Entries follow. Give back exactly the lines starting at the one containing "pub fn render_dotenv_block(name: &str, data: &DecodedData)" and ending at the one containing "escape_str(valid, &mut out);", and no other lines.

- - -

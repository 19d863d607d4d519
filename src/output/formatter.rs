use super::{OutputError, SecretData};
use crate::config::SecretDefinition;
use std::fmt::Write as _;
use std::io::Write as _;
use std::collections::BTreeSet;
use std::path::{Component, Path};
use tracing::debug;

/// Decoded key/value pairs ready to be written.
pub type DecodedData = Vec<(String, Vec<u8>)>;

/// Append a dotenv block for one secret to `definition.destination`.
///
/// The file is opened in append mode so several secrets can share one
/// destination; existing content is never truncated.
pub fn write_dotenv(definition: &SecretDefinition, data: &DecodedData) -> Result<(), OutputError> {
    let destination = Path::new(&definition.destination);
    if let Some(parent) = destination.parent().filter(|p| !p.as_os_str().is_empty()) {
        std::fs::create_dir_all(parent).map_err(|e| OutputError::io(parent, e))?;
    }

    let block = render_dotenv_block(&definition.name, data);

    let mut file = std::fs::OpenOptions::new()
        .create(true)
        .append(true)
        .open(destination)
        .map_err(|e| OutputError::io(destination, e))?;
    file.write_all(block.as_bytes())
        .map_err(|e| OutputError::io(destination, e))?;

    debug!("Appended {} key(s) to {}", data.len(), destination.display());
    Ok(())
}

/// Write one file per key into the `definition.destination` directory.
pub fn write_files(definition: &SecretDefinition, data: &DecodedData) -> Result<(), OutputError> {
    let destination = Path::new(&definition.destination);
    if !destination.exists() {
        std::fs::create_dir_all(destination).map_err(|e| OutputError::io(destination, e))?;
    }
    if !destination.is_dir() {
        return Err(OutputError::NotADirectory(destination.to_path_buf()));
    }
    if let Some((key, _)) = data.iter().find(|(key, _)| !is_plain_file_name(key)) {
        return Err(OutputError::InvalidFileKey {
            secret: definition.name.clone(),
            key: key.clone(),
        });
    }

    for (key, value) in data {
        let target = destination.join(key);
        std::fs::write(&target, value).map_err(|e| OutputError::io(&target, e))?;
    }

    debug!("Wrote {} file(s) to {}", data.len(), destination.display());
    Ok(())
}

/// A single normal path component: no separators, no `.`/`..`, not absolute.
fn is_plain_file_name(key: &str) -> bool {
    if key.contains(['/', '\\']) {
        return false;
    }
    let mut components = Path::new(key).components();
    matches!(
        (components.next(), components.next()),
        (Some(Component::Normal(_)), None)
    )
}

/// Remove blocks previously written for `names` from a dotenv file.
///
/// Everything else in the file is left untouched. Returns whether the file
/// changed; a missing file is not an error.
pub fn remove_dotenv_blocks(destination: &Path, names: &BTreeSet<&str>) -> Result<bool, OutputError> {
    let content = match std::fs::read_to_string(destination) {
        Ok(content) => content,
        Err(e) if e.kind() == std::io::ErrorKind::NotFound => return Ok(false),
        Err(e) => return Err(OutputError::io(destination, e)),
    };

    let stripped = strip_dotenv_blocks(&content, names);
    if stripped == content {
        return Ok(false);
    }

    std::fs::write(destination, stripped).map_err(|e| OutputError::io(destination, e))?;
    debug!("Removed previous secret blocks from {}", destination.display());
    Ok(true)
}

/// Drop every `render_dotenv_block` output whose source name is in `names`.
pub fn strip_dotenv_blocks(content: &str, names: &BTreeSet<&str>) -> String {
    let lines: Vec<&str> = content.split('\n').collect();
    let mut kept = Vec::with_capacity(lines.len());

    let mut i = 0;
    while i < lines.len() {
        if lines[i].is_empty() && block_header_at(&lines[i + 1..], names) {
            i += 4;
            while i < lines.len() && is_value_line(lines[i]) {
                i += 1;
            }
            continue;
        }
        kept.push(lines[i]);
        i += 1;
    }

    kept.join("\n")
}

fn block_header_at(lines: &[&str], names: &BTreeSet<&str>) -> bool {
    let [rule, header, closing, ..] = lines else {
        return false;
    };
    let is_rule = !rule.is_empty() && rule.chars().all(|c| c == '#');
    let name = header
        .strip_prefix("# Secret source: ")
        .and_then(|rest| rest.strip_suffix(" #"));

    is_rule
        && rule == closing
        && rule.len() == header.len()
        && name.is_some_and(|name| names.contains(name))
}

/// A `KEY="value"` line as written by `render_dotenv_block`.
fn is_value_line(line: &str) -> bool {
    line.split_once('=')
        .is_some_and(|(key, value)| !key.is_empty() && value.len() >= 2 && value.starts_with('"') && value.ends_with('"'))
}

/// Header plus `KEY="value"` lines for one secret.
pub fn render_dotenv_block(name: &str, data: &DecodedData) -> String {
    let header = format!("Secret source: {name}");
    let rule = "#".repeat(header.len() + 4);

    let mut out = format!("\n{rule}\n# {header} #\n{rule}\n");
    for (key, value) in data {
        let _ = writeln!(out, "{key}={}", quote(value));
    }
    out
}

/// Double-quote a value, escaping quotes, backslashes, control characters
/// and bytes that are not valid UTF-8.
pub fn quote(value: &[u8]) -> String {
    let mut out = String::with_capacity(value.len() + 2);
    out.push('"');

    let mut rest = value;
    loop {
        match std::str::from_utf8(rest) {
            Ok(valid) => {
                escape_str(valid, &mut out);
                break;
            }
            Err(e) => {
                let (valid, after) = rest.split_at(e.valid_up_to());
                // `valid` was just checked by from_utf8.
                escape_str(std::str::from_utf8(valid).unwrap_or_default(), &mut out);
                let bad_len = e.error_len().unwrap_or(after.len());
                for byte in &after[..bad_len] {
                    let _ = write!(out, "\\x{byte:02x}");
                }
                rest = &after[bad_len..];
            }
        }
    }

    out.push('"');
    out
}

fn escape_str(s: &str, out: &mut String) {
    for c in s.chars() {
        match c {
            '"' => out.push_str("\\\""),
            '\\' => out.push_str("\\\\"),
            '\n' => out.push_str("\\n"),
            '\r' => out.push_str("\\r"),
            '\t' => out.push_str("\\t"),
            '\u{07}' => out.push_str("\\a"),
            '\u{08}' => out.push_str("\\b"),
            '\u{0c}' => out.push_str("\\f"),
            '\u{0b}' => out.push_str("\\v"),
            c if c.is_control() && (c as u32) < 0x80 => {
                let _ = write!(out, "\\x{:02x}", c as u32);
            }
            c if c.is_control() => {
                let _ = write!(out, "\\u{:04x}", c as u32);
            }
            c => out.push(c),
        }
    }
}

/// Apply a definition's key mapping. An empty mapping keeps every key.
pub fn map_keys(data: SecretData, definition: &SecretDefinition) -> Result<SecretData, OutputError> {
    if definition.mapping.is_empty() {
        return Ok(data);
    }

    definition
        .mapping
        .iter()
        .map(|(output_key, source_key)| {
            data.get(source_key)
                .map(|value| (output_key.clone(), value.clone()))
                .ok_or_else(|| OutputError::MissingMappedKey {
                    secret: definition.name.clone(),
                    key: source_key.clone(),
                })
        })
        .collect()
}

- - -

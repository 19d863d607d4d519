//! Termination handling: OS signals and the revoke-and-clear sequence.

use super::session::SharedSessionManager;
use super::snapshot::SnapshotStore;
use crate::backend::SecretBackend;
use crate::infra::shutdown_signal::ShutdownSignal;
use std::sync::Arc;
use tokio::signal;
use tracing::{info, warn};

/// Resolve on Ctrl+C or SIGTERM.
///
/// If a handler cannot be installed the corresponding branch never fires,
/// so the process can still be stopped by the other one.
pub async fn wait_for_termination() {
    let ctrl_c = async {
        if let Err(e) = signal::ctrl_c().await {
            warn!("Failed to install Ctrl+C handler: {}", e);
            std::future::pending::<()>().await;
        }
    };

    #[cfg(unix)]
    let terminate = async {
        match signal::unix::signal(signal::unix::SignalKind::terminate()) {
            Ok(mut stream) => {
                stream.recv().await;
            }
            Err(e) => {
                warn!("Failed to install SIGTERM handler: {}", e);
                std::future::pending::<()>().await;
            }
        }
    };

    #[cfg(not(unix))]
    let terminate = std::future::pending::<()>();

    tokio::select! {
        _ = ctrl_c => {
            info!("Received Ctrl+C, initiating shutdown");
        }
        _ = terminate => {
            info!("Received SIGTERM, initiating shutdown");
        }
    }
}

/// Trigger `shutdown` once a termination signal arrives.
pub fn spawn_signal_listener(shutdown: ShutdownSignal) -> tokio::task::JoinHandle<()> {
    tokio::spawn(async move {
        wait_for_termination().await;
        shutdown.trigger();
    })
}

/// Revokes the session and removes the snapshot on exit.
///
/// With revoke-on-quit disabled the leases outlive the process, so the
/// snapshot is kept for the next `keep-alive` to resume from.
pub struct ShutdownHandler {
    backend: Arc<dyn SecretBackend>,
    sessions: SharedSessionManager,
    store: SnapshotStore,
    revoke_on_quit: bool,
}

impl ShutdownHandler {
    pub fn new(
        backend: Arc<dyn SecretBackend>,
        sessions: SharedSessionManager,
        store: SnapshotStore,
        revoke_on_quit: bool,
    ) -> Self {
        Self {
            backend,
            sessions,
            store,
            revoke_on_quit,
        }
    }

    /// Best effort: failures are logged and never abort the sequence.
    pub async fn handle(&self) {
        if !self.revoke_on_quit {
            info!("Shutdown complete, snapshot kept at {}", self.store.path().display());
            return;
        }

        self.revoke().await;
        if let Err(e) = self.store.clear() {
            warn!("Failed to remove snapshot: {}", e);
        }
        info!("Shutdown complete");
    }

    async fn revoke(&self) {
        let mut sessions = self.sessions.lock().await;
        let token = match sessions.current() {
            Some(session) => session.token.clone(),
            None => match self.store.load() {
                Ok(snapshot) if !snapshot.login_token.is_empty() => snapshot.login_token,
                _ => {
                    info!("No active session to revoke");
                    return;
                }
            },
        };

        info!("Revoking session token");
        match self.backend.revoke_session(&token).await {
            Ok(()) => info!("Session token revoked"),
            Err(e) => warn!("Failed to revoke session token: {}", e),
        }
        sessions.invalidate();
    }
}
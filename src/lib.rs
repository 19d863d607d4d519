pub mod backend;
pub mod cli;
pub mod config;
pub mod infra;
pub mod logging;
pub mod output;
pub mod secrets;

- - -

[Answer box]
pub fn render_dotenv_block(name: &str, data: &DecodedData) -> String {
    let header = format!("Secret source: {name}");
    let rule = "#".repeat(header.len() + 4);

    let mut out = format!("\n{rule}\n# {header} #\n{rule}\n");
    for (key, value) in data {
        let _ = writeln!(out, "{key}={}", quote(value));
    }
    out
}

/// Double-quote a value, escaping quotes, backslashes, control characters
/// and bytes that are not valid UTF-8.
pub fn quote(value: &[u8]) -> String {
    let mut out = String::with_capacity(value.len() + 2);
    out.push('"');

    let mut rest = value;
    loop {
        match std::str::from_utf8(rest) {
            Ok(valid) => {
                escape_str(valid, &mut out);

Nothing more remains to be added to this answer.